REQUIRED WORK:
For this exercise, report every line of the material that includes "name".

DATA TO USE:

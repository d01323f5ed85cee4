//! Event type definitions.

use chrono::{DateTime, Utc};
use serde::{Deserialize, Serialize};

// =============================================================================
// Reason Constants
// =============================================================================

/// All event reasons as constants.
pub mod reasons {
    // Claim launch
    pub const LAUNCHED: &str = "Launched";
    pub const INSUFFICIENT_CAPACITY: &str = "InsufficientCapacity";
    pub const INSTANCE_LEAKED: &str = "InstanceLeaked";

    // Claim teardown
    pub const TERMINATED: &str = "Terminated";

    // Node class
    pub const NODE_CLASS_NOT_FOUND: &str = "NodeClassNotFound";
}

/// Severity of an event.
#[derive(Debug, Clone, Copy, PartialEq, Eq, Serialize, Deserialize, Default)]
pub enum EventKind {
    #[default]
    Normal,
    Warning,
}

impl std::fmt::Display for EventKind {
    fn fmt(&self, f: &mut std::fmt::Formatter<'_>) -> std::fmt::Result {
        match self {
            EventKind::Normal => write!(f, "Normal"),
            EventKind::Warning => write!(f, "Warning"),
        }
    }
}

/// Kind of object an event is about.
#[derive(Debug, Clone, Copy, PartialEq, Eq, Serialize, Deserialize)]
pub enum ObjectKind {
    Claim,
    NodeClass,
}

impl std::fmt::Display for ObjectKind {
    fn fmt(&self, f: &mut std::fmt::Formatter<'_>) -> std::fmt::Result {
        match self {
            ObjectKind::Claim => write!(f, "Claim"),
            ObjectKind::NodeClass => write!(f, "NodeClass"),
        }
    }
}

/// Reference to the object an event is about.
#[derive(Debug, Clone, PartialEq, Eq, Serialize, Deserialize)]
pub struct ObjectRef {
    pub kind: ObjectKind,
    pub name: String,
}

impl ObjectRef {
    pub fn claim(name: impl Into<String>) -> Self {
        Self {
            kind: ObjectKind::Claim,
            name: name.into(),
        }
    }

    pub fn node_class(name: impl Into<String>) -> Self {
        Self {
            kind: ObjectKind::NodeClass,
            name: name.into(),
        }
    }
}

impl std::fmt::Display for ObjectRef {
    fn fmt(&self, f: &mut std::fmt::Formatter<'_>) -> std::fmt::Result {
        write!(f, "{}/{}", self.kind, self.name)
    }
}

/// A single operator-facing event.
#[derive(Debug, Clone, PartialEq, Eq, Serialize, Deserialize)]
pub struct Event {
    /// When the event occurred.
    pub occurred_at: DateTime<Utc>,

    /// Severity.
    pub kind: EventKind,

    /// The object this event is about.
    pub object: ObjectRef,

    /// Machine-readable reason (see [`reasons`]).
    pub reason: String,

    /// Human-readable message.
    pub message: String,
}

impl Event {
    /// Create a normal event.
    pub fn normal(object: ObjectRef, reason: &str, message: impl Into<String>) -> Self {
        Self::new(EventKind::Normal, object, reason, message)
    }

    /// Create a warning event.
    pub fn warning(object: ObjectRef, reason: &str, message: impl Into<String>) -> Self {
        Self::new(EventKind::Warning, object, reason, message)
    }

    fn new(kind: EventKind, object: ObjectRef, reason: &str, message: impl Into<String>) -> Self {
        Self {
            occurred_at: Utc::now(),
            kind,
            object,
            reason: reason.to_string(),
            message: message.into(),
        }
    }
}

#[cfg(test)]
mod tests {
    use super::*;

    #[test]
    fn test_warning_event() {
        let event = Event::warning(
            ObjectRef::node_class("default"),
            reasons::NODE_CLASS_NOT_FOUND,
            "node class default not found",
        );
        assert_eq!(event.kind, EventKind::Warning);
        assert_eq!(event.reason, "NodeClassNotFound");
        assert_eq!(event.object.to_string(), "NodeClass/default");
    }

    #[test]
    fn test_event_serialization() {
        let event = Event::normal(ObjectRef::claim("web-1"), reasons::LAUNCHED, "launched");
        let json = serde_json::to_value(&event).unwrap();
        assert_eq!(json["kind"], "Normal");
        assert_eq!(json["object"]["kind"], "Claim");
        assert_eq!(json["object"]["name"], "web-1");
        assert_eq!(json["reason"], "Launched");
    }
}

* * *

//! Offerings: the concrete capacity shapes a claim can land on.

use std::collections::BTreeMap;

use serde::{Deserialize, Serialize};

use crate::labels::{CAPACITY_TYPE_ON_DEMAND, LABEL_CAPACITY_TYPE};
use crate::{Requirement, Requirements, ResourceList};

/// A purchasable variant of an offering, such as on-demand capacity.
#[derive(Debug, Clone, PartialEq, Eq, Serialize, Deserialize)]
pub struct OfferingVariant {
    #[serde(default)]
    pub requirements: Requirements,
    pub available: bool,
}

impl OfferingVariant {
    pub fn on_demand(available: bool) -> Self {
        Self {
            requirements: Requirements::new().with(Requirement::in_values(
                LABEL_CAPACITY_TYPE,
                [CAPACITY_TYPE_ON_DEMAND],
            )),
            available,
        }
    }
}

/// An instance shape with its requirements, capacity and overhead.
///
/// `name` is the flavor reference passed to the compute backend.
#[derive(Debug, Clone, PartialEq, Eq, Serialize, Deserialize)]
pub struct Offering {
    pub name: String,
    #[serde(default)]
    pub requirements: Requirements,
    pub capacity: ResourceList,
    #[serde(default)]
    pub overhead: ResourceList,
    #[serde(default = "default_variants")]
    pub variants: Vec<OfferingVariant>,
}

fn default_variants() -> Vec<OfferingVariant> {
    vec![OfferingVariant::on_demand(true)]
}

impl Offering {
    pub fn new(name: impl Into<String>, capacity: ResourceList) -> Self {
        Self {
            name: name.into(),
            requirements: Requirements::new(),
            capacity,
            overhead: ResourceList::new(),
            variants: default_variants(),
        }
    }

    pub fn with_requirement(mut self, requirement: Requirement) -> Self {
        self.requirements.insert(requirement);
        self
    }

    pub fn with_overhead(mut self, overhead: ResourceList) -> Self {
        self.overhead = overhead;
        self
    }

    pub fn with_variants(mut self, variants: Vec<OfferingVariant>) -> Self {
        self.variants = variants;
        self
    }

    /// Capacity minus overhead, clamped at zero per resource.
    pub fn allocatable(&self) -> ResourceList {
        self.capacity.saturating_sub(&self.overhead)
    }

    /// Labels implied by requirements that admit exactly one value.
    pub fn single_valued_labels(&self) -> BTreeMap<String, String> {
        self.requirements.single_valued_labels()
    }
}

ANSWER AREA:
    pub name: String,
    pub fn claim(name: impl Into<String>) -> Self {
            name: name.into(),
    pub fn node_class(name: impl Into<String>) -> Self {
            name: name.into(),
        write!(f, "{}/{}", self.kind, self.name)
        assert_eq!(json["object"]["name"], "web-1");
/// `name` is the flavor reference passed to the compute backend.
    pub name: String,
    pub fn new(name: impl Into<String>, capacity: ResourceList) -> Self {
            name: name.into(),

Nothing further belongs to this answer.